─── Data supplied
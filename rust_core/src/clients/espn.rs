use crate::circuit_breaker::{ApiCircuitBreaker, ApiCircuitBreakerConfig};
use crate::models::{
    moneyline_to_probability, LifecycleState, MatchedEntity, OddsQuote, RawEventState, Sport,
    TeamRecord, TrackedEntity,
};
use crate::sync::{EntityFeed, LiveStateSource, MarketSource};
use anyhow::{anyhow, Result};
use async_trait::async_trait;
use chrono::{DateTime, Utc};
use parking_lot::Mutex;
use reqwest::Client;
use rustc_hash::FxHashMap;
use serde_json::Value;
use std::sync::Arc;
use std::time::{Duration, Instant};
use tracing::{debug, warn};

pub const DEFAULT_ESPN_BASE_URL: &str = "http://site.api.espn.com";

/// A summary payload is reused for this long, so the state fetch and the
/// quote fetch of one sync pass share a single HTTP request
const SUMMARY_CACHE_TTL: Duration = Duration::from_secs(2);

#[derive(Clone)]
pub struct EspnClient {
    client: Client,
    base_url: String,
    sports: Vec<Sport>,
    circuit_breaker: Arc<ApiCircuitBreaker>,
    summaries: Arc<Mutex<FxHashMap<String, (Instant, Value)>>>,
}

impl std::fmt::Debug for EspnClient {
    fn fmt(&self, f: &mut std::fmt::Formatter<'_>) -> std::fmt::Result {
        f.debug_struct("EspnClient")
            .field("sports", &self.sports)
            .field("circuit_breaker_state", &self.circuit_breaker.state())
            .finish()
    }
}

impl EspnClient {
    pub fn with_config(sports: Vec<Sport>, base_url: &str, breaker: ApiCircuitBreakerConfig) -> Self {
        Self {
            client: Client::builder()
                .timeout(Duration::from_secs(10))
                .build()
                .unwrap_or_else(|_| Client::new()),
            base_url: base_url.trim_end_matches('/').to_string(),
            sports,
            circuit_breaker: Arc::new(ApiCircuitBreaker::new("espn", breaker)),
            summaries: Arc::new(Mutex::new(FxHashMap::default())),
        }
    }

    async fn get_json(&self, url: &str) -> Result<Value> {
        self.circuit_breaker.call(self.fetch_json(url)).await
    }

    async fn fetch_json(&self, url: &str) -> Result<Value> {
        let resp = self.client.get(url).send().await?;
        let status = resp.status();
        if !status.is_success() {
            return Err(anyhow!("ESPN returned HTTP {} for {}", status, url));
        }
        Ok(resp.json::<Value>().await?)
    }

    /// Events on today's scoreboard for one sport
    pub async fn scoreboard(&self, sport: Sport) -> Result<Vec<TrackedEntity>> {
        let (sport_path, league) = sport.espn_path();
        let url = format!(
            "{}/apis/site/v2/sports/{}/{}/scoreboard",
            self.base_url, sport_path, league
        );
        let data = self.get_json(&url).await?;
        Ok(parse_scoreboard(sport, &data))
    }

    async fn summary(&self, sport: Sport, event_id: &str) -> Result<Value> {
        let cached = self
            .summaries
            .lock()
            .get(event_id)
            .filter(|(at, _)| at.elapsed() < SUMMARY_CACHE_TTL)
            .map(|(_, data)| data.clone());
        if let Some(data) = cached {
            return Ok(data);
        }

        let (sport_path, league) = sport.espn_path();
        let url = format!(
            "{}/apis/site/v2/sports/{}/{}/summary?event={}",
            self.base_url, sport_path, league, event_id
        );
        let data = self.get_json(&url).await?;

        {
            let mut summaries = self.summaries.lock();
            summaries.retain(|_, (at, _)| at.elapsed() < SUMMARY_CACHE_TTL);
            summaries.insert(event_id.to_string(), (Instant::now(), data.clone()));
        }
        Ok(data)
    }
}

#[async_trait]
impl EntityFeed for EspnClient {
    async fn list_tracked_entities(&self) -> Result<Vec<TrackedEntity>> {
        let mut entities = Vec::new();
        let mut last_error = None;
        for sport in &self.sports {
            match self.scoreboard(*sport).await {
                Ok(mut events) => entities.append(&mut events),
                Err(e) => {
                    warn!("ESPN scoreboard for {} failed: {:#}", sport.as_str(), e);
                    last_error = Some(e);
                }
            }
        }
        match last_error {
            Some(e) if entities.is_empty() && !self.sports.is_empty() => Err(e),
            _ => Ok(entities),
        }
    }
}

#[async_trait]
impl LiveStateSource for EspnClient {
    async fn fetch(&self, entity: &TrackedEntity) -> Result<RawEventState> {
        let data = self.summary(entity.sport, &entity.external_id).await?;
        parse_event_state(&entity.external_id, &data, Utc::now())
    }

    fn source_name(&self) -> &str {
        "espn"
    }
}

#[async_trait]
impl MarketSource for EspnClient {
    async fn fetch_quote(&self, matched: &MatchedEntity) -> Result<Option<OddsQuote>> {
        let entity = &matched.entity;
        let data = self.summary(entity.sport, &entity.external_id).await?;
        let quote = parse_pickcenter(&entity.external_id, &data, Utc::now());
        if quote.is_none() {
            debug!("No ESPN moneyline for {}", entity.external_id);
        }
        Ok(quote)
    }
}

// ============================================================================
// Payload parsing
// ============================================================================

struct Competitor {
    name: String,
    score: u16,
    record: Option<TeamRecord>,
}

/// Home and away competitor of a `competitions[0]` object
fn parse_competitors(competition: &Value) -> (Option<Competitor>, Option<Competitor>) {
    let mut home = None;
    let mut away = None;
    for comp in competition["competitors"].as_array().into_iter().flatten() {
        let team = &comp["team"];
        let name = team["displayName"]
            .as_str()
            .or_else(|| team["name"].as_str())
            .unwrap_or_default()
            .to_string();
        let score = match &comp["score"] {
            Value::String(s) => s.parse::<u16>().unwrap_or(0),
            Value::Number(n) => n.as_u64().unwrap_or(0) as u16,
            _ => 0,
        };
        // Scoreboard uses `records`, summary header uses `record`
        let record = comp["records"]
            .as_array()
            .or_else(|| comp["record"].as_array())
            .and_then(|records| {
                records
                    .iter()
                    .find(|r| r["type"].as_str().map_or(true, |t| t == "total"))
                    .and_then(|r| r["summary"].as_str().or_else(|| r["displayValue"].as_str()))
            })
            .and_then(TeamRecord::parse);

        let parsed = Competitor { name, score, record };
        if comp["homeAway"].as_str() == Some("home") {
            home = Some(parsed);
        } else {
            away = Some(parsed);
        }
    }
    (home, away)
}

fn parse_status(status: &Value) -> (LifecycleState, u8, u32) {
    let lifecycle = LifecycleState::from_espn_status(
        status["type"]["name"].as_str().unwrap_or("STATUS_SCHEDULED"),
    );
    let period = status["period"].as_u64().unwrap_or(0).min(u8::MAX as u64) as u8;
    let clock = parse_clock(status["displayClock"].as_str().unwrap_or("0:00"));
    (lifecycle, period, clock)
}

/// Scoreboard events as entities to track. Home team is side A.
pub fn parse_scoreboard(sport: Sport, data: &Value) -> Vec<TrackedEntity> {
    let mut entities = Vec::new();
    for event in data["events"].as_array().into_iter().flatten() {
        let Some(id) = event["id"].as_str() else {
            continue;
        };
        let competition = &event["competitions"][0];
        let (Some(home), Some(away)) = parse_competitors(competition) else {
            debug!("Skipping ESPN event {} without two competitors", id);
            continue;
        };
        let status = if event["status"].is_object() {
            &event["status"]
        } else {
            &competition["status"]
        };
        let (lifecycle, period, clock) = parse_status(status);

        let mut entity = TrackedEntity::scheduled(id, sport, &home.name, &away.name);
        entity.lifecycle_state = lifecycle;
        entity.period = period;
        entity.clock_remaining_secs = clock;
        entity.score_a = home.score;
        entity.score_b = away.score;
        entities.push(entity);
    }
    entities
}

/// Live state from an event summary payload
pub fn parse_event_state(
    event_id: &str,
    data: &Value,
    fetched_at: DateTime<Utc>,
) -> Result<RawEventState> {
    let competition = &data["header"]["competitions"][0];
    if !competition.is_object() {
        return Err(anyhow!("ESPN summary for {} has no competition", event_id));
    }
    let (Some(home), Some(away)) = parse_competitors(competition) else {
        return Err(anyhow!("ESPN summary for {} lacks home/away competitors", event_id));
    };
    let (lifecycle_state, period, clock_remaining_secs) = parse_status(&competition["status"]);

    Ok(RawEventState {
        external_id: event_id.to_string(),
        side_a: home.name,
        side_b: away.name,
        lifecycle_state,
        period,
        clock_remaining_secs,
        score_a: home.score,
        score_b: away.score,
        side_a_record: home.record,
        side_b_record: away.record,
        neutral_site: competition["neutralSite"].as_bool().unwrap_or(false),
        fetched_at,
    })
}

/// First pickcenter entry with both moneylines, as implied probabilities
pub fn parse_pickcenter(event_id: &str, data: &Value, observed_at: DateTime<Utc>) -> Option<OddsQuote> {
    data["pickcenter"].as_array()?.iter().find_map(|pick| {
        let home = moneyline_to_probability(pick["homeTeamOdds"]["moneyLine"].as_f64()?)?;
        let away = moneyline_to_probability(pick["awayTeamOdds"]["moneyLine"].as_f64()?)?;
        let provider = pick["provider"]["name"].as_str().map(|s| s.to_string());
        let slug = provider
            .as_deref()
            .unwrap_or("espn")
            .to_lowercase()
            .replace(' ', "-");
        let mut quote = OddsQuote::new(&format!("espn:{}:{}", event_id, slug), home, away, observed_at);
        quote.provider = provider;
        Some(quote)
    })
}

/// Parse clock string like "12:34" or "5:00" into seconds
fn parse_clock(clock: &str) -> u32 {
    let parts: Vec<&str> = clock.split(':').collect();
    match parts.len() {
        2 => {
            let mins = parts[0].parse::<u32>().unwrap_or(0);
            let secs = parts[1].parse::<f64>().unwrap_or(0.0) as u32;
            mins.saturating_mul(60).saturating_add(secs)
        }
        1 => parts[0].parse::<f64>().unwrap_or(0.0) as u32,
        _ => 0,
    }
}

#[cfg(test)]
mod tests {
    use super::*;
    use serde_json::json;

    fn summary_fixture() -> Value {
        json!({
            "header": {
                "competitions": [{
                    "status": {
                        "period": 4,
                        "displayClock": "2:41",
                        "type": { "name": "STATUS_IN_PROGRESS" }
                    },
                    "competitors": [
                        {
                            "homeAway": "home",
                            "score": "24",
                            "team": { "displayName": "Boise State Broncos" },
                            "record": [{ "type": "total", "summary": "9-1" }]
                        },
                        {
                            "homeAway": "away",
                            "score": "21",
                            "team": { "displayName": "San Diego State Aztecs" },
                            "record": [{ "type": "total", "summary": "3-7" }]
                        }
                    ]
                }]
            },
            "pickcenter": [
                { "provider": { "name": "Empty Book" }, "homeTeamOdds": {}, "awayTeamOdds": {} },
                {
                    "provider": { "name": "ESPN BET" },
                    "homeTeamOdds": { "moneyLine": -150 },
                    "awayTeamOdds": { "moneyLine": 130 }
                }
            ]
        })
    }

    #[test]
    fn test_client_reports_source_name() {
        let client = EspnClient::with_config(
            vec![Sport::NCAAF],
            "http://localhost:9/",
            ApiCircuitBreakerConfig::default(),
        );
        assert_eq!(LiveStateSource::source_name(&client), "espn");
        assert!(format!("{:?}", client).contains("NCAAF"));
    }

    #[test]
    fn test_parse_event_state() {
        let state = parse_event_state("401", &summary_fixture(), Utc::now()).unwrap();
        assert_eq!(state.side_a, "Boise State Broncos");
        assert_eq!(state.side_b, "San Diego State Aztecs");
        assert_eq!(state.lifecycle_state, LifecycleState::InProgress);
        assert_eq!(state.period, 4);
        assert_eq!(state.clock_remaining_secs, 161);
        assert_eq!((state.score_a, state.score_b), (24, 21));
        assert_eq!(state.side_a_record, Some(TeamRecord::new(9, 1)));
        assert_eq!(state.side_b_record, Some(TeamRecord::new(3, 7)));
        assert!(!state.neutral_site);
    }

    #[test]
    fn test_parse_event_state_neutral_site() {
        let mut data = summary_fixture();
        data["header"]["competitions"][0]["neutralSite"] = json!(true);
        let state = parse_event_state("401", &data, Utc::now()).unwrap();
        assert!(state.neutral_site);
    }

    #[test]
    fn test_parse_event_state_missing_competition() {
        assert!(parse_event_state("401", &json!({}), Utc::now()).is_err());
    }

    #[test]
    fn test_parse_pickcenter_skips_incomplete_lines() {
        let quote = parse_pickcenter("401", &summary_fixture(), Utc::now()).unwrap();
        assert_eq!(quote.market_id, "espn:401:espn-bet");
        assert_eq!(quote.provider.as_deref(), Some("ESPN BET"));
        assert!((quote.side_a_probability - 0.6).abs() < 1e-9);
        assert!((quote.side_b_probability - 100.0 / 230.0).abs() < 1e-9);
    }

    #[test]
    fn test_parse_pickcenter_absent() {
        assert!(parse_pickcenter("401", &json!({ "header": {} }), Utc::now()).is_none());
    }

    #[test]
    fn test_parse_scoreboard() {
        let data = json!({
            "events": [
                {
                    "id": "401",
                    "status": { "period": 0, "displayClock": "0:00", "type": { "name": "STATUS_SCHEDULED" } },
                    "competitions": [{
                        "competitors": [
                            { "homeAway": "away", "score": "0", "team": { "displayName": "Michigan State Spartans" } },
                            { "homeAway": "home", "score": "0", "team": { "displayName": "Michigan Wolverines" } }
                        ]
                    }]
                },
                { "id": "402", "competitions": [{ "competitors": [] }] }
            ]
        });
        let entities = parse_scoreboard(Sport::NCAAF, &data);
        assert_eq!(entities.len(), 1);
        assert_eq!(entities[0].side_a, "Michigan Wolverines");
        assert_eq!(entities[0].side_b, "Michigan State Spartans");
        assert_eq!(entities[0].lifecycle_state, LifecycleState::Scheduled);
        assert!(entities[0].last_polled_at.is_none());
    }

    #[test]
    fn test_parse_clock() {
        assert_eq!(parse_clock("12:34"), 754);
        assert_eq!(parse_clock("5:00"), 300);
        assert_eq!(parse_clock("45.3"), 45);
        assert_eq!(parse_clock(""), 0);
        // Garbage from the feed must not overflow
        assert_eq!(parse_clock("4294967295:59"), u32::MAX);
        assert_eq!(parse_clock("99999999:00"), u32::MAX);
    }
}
──────
─── Data supplied
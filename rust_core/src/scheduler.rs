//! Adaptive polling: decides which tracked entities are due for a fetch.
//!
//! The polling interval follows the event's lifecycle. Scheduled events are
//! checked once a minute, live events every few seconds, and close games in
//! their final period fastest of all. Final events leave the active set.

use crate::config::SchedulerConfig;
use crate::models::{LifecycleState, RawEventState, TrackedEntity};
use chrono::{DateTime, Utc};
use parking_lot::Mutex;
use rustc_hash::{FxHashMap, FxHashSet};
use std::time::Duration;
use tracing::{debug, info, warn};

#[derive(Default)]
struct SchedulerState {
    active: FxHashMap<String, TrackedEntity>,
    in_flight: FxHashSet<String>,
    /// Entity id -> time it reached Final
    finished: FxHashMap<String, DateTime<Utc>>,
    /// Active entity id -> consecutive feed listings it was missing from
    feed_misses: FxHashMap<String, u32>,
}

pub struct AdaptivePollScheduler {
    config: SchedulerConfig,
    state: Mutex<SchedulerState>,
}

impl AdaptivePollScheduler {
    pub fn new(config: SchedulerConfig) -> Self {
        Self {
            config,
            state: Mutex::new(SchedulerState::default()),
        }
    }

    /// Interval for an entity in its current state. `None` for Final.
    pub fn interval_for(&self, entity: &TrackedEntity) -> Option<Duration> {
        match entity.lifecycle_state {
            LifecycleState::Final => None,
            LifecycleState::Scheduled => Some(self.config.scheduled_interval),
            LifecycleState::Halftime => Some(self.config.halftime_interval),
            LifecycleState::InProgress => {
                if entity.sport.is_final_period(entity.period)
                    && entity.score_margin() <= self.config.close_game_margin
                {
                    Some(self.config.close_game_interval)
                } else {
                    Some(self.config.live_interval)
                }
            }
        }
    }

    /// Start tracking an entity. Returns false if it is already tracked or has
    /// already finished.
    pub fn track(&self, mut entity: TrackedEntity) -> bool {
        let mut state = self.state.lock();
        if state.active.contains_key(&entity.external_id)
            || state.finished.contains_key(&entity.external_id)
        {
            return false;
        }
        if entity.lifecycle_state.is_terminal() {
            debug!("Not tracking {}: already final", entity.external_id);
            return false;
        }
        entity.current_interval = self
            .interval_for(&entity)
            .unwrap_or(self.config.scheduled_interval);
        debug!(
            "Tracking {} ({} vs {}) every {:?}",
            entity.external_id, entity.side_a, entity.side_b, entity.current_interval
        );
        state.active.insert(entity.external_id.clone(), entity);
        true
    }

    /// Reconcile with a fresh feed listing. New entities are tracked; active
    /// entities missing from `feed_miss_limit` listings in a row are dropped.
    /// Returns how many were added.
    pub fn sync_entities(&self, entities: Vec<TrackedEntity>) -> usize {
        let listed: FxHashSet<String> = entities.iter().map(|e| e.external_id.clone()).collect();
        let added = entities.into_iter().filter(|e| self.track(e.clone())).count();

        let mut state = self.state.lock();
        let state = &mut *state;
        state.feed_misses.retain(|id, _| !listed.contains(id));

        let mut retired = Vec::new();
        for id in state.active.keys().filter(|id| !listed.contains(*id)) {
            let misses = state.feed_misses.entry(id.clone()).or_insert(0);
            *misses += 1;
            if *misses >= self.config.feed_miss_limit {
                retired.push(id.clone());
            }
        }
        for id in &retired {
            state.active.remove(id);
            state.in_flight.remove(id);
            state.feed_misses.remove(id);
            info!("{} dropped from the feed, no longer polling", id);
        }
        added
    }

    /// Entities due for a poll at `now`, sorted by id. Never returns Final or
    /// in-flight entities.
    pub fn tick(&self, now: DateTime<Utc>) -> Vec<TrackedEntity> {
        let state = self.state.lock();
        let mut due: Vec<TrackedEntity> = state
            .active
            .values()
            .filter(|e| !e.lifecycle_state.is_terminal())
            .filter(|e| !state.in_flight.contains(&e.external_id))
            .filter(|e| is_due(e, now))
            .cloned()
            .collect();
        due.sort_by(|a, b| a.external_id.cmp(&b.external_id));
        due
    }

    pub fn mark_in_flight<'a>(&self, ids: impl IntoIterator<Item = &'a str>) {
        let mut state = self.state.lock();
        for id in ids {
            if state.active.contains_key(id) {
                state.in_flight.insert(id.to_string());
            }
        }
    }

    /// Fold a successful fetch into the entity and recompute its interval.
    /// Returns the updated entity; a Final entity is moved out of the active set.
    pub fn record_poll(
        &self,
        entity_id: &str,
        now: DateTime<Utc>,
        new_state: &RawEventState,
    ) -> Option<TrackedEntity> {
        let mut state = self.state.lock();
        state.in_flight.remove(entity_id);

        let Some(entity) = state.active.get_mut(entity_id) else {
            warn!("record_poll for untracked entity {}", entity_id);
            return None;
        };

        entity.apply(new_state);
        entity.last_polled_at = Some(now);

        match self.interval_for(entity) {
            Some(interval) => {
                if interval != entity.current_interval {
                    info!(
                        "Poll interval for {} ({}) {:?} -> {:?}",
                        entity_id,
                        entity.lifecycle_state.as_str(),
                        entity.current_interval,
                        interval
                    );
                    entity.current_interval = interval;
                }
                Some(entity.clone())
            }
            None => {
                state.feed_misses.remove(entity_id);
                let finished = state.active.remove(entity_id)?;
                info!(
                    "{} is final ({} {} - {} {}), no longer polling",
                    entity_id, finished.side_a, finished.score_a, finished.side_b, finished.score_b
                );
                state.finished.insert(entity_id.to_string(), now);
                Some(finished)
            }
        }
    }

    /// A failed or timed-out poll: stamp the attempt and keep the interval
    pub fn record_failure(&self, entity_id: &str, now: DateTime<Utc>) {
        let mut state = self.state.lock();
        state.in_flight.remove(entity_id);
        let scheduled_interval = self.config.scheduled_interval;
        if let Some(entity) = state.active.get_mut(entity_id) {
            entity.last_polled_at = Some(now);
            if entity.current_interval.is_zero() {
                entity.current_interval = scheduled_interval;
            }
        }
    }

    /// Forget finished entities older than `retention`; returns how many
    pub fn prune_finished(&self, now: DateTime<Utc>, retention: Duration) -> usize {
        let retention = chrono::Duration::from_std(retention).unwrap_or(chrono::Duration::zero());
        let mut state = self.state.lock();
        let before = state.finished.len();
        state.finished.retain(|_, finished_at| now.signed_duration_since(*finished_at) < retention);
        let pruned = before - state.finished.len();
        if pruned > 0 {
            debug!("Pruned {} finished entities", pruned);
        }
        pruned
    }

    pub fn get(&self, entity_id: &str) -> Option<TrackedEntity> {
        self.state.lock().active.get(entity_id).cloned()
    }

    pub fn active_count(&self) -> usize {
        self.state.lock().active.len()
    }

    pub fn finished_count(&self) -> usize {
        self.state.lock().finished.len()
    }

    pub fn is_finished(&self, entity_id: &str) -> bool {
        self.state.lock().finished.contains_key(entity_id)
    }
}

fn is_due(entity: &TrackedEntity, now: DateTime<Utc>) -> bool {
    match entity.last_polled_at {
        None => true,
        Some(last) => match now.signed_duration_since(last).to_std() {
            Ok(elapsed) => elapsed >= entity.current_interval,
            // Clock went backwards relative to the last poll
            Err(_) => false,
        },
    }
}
──────
About this exercise:
Count every line in the entries above where the word "crate" appears; respond with the number alone.

Answer to this problem:
5